Even better, if you go with someone(s), plan what you want to buy, then split up - one (or more) of you stands in line for food while one runs to a Moo-lah booth to buy fake money.  Then the person with the money can deliver it by the time the person in the food line gets to the front.  If you can go with several, have one money runner and everyone else wait in different food lines to get everyone's food in each booth. Then meet up at the picnic tables.

Although I liked the flavors of ice cream I got, and although there was a nice variety of brands present, I would have liked to have seen A) more exotic flavors and B) a plain vanilla/plain chocolate option.
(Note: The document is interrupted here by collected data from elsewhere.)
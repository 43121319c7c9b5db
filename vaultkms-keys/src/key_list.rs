//! Parsing of configured `name:base64-secret` master key lists
// Copyright 2025 Francisco F. Pinochet
//
// Licensed under the Apache License, Version 2.0 (the "License");
// you may not use this file except in compliance with the License.
// You may obtain a copy of the License at
//
//     http://www.apache.org/licenses/LICENSE-2.0
//
// Unless required by applicable law or agreed to in writing, software
// distributed under the License is distributed on an "AS IS" BASIS,
// WITHOUT WARRANTIES OR CONDITIONS OF ANY KIND, either express or implied.
// See the License for the specific language governing permissions and
// limitations under the License.


use crate::error::{KmsError, KmsResult};
use crate::key_types::{KeyMap, MasterKey};
use base64::alphabet;
use base64::engine::general_purpose::{GeneralPurpose, GeneralPurposeConfig};
use base64::engine::DecodePaddingMode;
use base64::Engine as _;
use tracing::{debug, warn};

/// Separator between key name and secret
pub const KEY_ENTRY_SEPARATOR: char = ':';

/// Standard alphabet. Encodes with padding, decodes with or without it.
pub(crate) const BASE64: GeneralPurpose = GeneralPurpose::new(
    &alphabet::STANDARD,
    GeneralPurposeConfig::new().with_decode_padding_mode(DecodePaddingMode::Indifferent),
);

/// Parse a master key list.
///
/// Fails on the first bad entry; nothing parsed before it is returned.
/// Later entries replace earlier entries with the same name.
pub fn parse_key_list<S: AsRef<str>>(entries: &[S]) -> KmsResult<KeyMap> {
    let mut keys = KeyMap::new();

    for entry in entries {
        let key = parse_key_entry(entry.as_ref())?;
        if let Some(previous) = keys.insert(key) {
            debug!(key = previous.name(), "Duplicate master key name, later entry wins");
        }
    }

    Ok(keys)
}

/// Parse a single `name:base64-secret` entry
pub fn parse_key_entry(entry: &str) -> KmsResult<MasterKey> {
    let parts: Vec<&str> = entry.split(KEY_ENTRY_SEPARATOR).collect();
    let name = parts[0].trim();

    // "k1:" has no secret part at all
    if parts.len() != 2 || name.is_empty() || parts[1].trim().is_empty() {
        warn!(key = name, "Master key entry is not formatted correctly");
        return Err(KmsError::MalformedKeyEntry(name.to_string()));
    }

    let secret = BASE64.decode(parts[1].trim()).map_err(|e| {
        warn!(key = name, error = %e, "Could not decode master key");
        KmsError::InvalidKeyEncoding(name.to_string())
    })?;

    let key = MasterKey::new(name, secret);
    if !key.has_supported_length() {
        warn!(
            key = name,
            length = key.secret().len(),
            "Master key length is not 16, 24 or 32 bytes; wrapping with it will fail"
        );
    }
    Ok(key)
}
I know, that sounds like I'm asking a lot.  What I'm suggesting, though, is that this is a festival celebrating ice cream, and all the vendors are local vendors with shops or food trucks here town.  We can go to these shops any time we want to.  So I think it would benefit them to showcase some of their more unusual, exotic, or specialty flavors as a hook to catch the attention of the thousands of attendees who might be considering the competing shop right next door.  But, at the same time, *someone* has to have the old classics for those who attended for exactly that reason.  What I'm saying is that I saw the same handful of flavors over and over again - cotton candy, birthday cake, strawberry, chocolate chip cookie dough, cookies N cream, etc.
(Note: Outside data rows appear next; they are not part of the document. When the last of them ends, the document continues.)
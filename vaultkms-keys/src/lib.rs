//! Local master key management for columnar file encryption
//!
//! Wraps per-file data keys under named master keys, unwraps them on read,
//! and rotates the master key set in two steps (stage, then promote).
// Copyright 2025 Francisco F. Pinochet
//
// Licensed under the Apache License, Version 2.0 (the "License");
// you may not use this file except in compliance with the License.
// You may obtain a copy of the License at
//
//     http://www.apache.org/licenses/LICENSE-2.0
//
// Unless required by applicable law or agreed to in writing, software
// distributed under the License is distributed on an "AS IS" BASIS,
// WITHOUT WARRANTIES OR CONDITIONS OF ANY KIND, either express or implied.
// See the License for the specific language governing permissions and
// limitations under the License.


pub mod envelope;
pub mod error;
pub mod key_list;
pub mod key_types;
pub mod kms;
pub mod local_client;
pub mod registry;
pub mod rotation;
pub mod service_integration;

pub use error::{ErrorKind, KmsError, KmsResult};
pub use key_list::parse_key_list;
pub use key_types::{KeyId, KeyMap, MasterKey, RotationPhase, RotationStatus};
pub use kms::KmsClient;
pub use local_client::LocalKmsClient;
pub use registry::KeyRegistry;
pub use rotation::KeyRing;
pub use service_integration::*;
pub use vaultkms_config::{KmsConfig, KEY_LIST_PROPERTY_NAME, NEW_KEY_LIST_PROPERTY_NAME};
Don't get me wrong, there were some unique flavors.  I had an excellent banana pudding frozen custard that I just adored!  And there probably was more variety that I missed because of all the booths that had sold out before I got there.  But I didn't get any fruit-based, non-cream desserts like a strawberry popsicle, and the Shamrock Explosion that I was originally in line for sold out 3 people ahead of me, leaving the entire line with only the banana pudding and the coconut custard options.  I think this was clearly an underestimation problem that is to be expected with a first-year event.  It's very difficult to estimate what will sell and what won't.  It's why I use a third-party one-off printer instead of printing my shirts in bulk and handling the sales myself.  I've seen too many merchants end up with too many left-over t-shirts and other shirts sell out immediately, all because predicting what will sell is hardly an exact science.
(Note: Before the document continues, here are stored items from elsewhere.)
//! Infrastructure implementation of the `CommandRunner` port.

use std::path::Path;
use std::process::{Output, Stdio};
use std::time::Duration;

use anyhow::{Context, Result};
use tokio::io::{AsyncRead, AsyncReadExt};
use tokio::process::Command;

use crate::application::ports::CommandRunner;
use crate::domain::CommandError;

/// Production `CommandRunner` on tokio processes.
///
/// The deadline is enforced with `tokio::select!` and an explicit
/// `child.kill()`: dropping an `output()` future alone does not stop the OS
/// process on every platform.
pub struct TokioCommandRunner;

impl TokioCommandRunner {
    async fn execute(mut command: Command, program: &str, timeout: Duration) -> Result<Output> {
        command
            .stdin(Stdio::null())
            .stdout(Stdio::piped())
            .stderr(Stdio::piped())
            .kill_on_drop(true);

        let mut child = command.spawn().map_err(|e| CommandError::Spawn {
            program: program.to_string(),
            reason: e.to_string(),
        })?;
        let stdout = child.stdout.take();
        let stderr = child.stderr.take();

        let finished = async {
            let (status, stdout, stderr) =
                tokio::join!(child.wait(), drain(stdout), drain(stderr));
            let status = status.with_context(|| format!("waiting for {program}"))?;
            tracing::debug!(program, %status, "command finished");
            Ok::<Output, anyhow::Error>(Output {
                status,
                stdout,
                stderr,
            })
        };

        tokio::select! {
            result = finished => result,
            () = tokio::time::sleep(timeout) => {
                let _ = child.kill().await;
                tracing::warn!(program, secs = timeout.as_secs(), "command timed out, killed");
                Err(CommandError::Timeout {
                    program: program.to_string(),
                    secs: timeout.as_secs(),
                }
                .into())
            }
        }
    }
}

/// Read a captured stream to the end. Read errors truncate the capture.
async fn drain(stream: Option<impl AsyncRead + Unpin>) -> Vec<u8> {
    let mut buf = Vec::new();
    if let Some(mut stream) = stream {
        if let Err(e) = stream.read_to_end(&mut buf).await {
            tracing::debug!(error = %e, "stopped reading child output");
        }
    }
    buf
}

impl CommandRunner for TokioCommandRunner {
    async fn run_with_timeout(
        &self,
        program: &str,
        args: &[&str],
        timeout: Duration,
    ) -> Result<Output> {
        tracing::debug!(program, ?args, "spawning command");
        let mut command = Command::new(program);
        command.args(args);
        Self::execute(command, program, timeout).await
    }

    async fn run_in_dir(
        &self,
        dir: &Path,
        program: &str,
        args: &[&str],
        timeout: Duration,
    ) -> Result<Output> {
        tracing::debug!(program, ?args, dir = %dir.display(), "spawning command");
        let mut command = Command::new(program);
        command.args(args).current_dir(dir);
        Self::execute(command, program, timeout).await
    }
}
So, it was hot, it was crowded, the lines were long, the food sold out early, and there wasn't enough of the food I wanted.  I still want to go back next year.  I think pretty much everything I had a problem with is something to be expected for a first-time event, so I hold out hope that every single one of them will improve next year.  If outdoor festivals aren't your thing, then you'll probably want to skip this unless your love of ice cream is stronger than your dislike of outdoor festivals.  But if you love ice cream, this was a pretty good event.  it was relatively inexpensive and I got exposed to a ton of ice cream brands that I didn't even know were local shops.  It was a nice day out, if too hot while standing in line in the sun without a hat, sunglasses, or sunscreen on and a poor decision to wear full jeans & a t-shirt with sleeves but that was my mistake, and I liked the music.  Really, it's not a bad way to spend a Saturday afternoon, and I expect it to be better next year.

But now I need to go eat something with protein & complex starch, to cut all that sugar.  Wish I had some salad-fixings in the house - add a little egg & a roll & it would fix the whole thing!